Enteric nervous system comprises enteric neurons and glia, derived from neural crest cells, and regulates the gastrointestinal function. Previous animal studies have highlighted the essential roles of RET and SOX10 genes, along with PGP9.5 and S100b proteins, in the development of neurons and glia. This study investigates the expression of these genes and proteins in the human fetal gut wall.

Methods

Tissue samples of the human fetal gut wall were stained using haematoxylin and eosin, phosphotungstic acid haematoxylin, Beilschowsky silver, and Masson's trichrome to examine the histomorphology of neurons and glia. Immunohistochemistry and qPCR were used to analyse the expression of PGP9.5, S100b proteins, RET and SOX10 genes.

Results

Human fetal stomach and small intestine showed diverse neuronal and ganglionic morphologies. Neuronal migration occurred from the serosa through the muscle layers to the submucosa throughout all trimesters. As fetal age advanced, the number of neurons and glia decreased in the serosa and increased in the muscle layers and submucosa.
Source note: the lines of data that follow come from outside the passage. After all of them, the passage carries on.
//! Compaction: copying live needles into the next generation.
//!
//! The copy runs while readers keep using the current generation.
//! Writers are refused from the moment compaction starts until its result
//! is committed or discarded, so the snapshot of live needles taken at the
//! start stays complete.

use crate::error::{CoreError, CoreResult};
use crate::layout;
use crate::needle_map::NeedleLocation;
use crate::types::{Generation, NeedleId};
use crate::vacuum::phase::{CompactProgress, VacuumPhase, VacuumSession};
use crate::volume::{read_record, ActiveGeneration, Volume};
use std::sync::atomic::Ordering;
use std::sync::Arc;
use std::vec;
use tracing::{debug, info, warn};
use volstore_storage::{Alignment, StorageFile};

/// Returns the 1-minute load average, or 0.0 where the platform does not
/// report one.
#[must_use]
pub fn load_average_1m() -> f32 {
    std::fs::read_to_string("/proc/loadavg")
        .ok()
        .and_then(|s| s.split_whitespace().next()?.parse().ok())
        .unwrap_or(0.0)
}

impl Volume {
    pub(crate) fn begin_compaction(self: &Arc<Self>, preallocate: u64) -> CoreResult<CompactStream> {
        let mut state = self.vacuum.lock();
        match state.phase {
            phase if phase.is_busy() => {
                return Err(CoreError::VacuumInProgress { volume: self.id() })
            }
            VacuumPhase::CleaningUp => {
                return Err(CoreError::invalid_phase(self.id(), state.phase, "compact"))
            }
            VacuumPhase::Compacted => {
                if let Some(pending) = state.pending.take() {
                    info!(
                        volume = %self.id(),
                        generation = %pending.generation,
                        "discarding uncommitted compaction"
                    );
                    self.discard_generation(pending);
                }
                self.vacuuming.store(false, Ordering::SeqCst);
                state.phase = VacuumPhase::Aborted;
            }
            _ => {}
        }
        self.backend.reserve(preallocate)?;

        // Sealing checks the vacuuming flag under the same write lock.
        let (source, plan, garbage_ratio) = {
            let active = self.active.write();
            if self.is_sealed() {
                return Err(CoreError::ReadOnly { volume: self.id() });
            }
            self.vacuuming.store(true, Ordering::SeqCst);
            let ratio = if active.end == 0 {
                0.0
            } else {
                active.map.garbage_bytes() as f64 / active.end as f64
            };
            (active.generation, active.map.live_by_offset(), ratio)
        };
        let destination = source.next();

        let files = self.open_compaction_files(source, destination);
        let (source_file, output) = match files {
            Ok(files) => files,
            Err(e) => {
                self.vacuuming.store(false, Ordering::SeqCst);
                state.phase = VacuumPhase::Aborted;
                return Err(e);
            }
        };

        let total_bytes = plan.iter().map(|(_, loc)| loc.record_len).sum();
        state.phase = VacuumPhase::Compacting;
        state.session = Some(VacuumSession {
            source,
            destination,
            garbage_ratio,
            processed_bytes: 0,
            total_bytes,
        });
        info!(
            volume = %self.id(),
            from = %source,
            to = %destination,
            needles = plan.len(),
            total_bytes,
            "compaction started"
        );

        Ok(CompactStream {
            volume: Arc::clone(self),
            alignment: self.config.alignment(),
            batch_bytes: self.config.compaction_batch_bytes,
            source: Some(source_file),
            output: Some(output),
            plan: plan.into_iter(),
            processed: 0,
            done: false,
        })
    }

    /// Opens a second handle on the source generation and starts the output.
    fn open_compaction_files(
        &self,
        source: Generation,
        destination: Generation,
    ) -> CoreResult<(Box<dyn StorageFile>, ActiveGeneration)> {
        // Leftovers of an earlier failed attempt.
        for marker in [
            layout::commit_marker(self.id(), destination),
            layout::compacted_marker(self.id(), destination),
        ] {
            if self.backend.exists(&marker)? {
                self.backend.remove(&marker)?;
            }
        }
        let source_file = self.backend.open(&layout::data_file(self.id(), source))?;
        let output =
            ActiveGeneration::create(&*self.backend, self.id(), destination, self.config.alignment())?;
        Ok((source_file, output))
    }

    /// Creates an empty marker file and makes it durable.
    pub(crate) fn write_marker(&self, name: &str) -> CoreResult<()> {
        let mut marker = self.backend.open(name)?;
        marker.sync()?;
        marker.close()?;
        Ok(())
    }

    /// Closes and removes an uncommitted generation.
    pub(crate) fn discard_generation(&self, mut generation: ActiveGeneration) {
        if let Err(e) = generation.file.close() {
            warn!(volume = %self.id(), error = %e, "failed to close discarded generation");
        }
        for name in [
            layout::compacted_marker(self.id(), generation.generation),
            layout::data_file(self.id(), generation.generation),
        ] {
            if let Err(e) = self.backend.remove(&name) {
                warn!(volume = %self.id(), path = %name, error = %e, "failed to remove discarded generation");
            }
        }
    }
}

/// A running compaction.
///
/// Each call to `next` copies up to one batch of live needles and yields
/// a progress sample. After the last batch the result is synced and the
/// volume moves to [`VacuumPhase::Compacted`]. An error is yielded once,
/// after which the stream ends.
///
/// Dropping the stream before it finishes abandons the compaction and
/// removes the partial generation file.
#[derive(Debug)]
pub struct CompactStream {
    volume: Arc<Volume>,
    alignment: Alignment,
    batch_bytes: u64,
    source: Option<Box<dyn StorageFile>>,
    output: Option<ActiveGeneration>,
    plan: vec::IntoIter<(NeedleId, NeedleLocation)>,
    processed: u64,
    done: bool,
}

impl CompactStream {
    /// Returns the bytes of live records copied so far.
    #[must_use]
    pub fn processed_bytes(&self) -> u64 {
        self.processed
    }

    /// Drives the stream to completion and returns the final sample.
    ///
    /// # Errors
    ///
    /// Returns the first error the compaction hit.
    pub fn run(mut self) -> CoreResult<CompactProgress> {
        let mut last = CompactProgress {
            processed_bytes: 0,
            load_avg_1m: load_average_1m(),
        };
        for progress in &mut self {
            last = progress?;
        }
        Ok(last)
    }

    fn step(&mut self) -> CoreResult<CompactProgress> {
        let (Some(source), Some(output)) = (self.source.as_ref(), self.output.as_mut()) else {
            return Err(CoreError::compaction_aborted(self.volume.id(), "stream already finished"));
        };

        let mut batch = Vec::new();
        let mut read = 0u64;
        let mut copied = Vec::new();
        while (batch.len() as u64) < self.batch_bytes {
            let Some((id, location)) = self.plan.next() else {
                break;
            };
            let needle = read_record(&**source, location.offset)?;
            if needle.id != id {
                return Err(CoreError::corrupted(
                    source.name(),
                    location.offset,
                    format!("expected needle {id}, found {}", needle.id),
                ));
            }

            let offset = output.end + batch.len() as u64;
            let record_len = needle.encode_into(self.alignment, &mut batch)?;
            copied.push((
                id,
                NeedleLocation {
                    offset,
                    data_len: location.data_len,
                    record_len,
                },
            ));
            read += location.record_len;
        }

        if !batch.is_empty() {
            output.file.write_at(&batch, output.end)?;
            output.end += batch.len() as u64;
            for (id, location) in copied {
                output.map.put(id, location);
            }
        }
        self.processed += read;

        {
            let mut state = self.volume.vacuum.lock();
            if let Some(session) = state.session.as_mut() {
                session.processed_bytes = self.processed;
            }
        }
        debug!(volume = %self.volume.id(), processed = self.processed, "compaction batch");

        if self.plan.len() == 0 {
            self.finish()?;
        }
        Ok(CompactProgress {
            processed_bytes: self.processed,
            load_avg_1m: load_average_1m(),
        })
    }

    fn finish(&mut self) -> CoreResult<()> {
        if let Some(output) = self.output.as_mut() {
            output.file.sync()?;
            self.volume
                .write_marker(&layout::compacted_marker(self.volume.id(), output.generation))?;
        }
        if let Some(mut source) = self.source.take() {
            if let Err(e) = source.close() {
                warn!(volume = %self.volume.id(), error = %e, "failed to close compaction source");
            }
        }
        let Some(output) = self.output.take() else {
            return Ok(());
        };

        let mut state = self.volume.vacuum.lock();
        if state.phase != VacuumPhase::Compacting {
            drop(state);
            self.volume.discard_generation(output);
            return Err(CoreError::compaction_aborted(
                self.volume.id(),
                "volume left the compacting phase",
            ));
        }
        info!(
            volume = %self.volume.id(),
            generation = %output.generation,
            size = output.end,
            needles = output.map.len(),
            "compaction finished"
        );
        state.pending = Some(output);
        state.phase = VacuumPhase::Compacted;
        Ok(())
    }

    fn abort(&mut self, reason: &str) {
        if let Some(mut source) = self.source.take() {
            let _ = source.close();
        }
        if let Some(output) = self.output.take() {
            self.volume.discard_generation(output);
        }

        let mut state = self.volume.vacuum.lock();
        if state.phase == VacuumPhase::Compacting {
            state.phase = VacuumPhase::Aborted;
            state.session = None;
            self.volume.vacuuming.store(false, Ordering::SeqCst);
        }
        warn!(volume = %self.volume.id(), reason, "compaction aborted");
    }
}

impl Iterator for CompactStream {
    type Item = CoreResult<CompactProgress>;

    fn next(&mut self) -> Option<Self::Item> {
        if self.done {
            return None;
        }
        let result = self.step();
        match &result {
            Ok(_) => self.done = self.output.is_none(),
            Err(e) => {
                self.abort(&e.to_string());
                self.done = true;
            }
        }
        Some(result)
    }
}

impl Drop for CompactStream {
    fn drop(&mut self) {
        if !self.done {
            self.abort("progress stream dropped");
        }
    }
}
PGP9.5 showed strong expression in the serosa and moderate expression in the deeper layers of the colon during the first trimester. Its expression diminished in the serosa and intensified in the inner layers with advancing gestation. S100b followed a similar pattern but was absent in epithelium. Expression of RET and SOX10 genes increased during the second and third trimesters.

Conclusion

The expression patterns of RET and SOX10 genes, and PGP9.5 and S100b proteins support their roles in the development of enteric neurons and glia in the human fetal gut wall.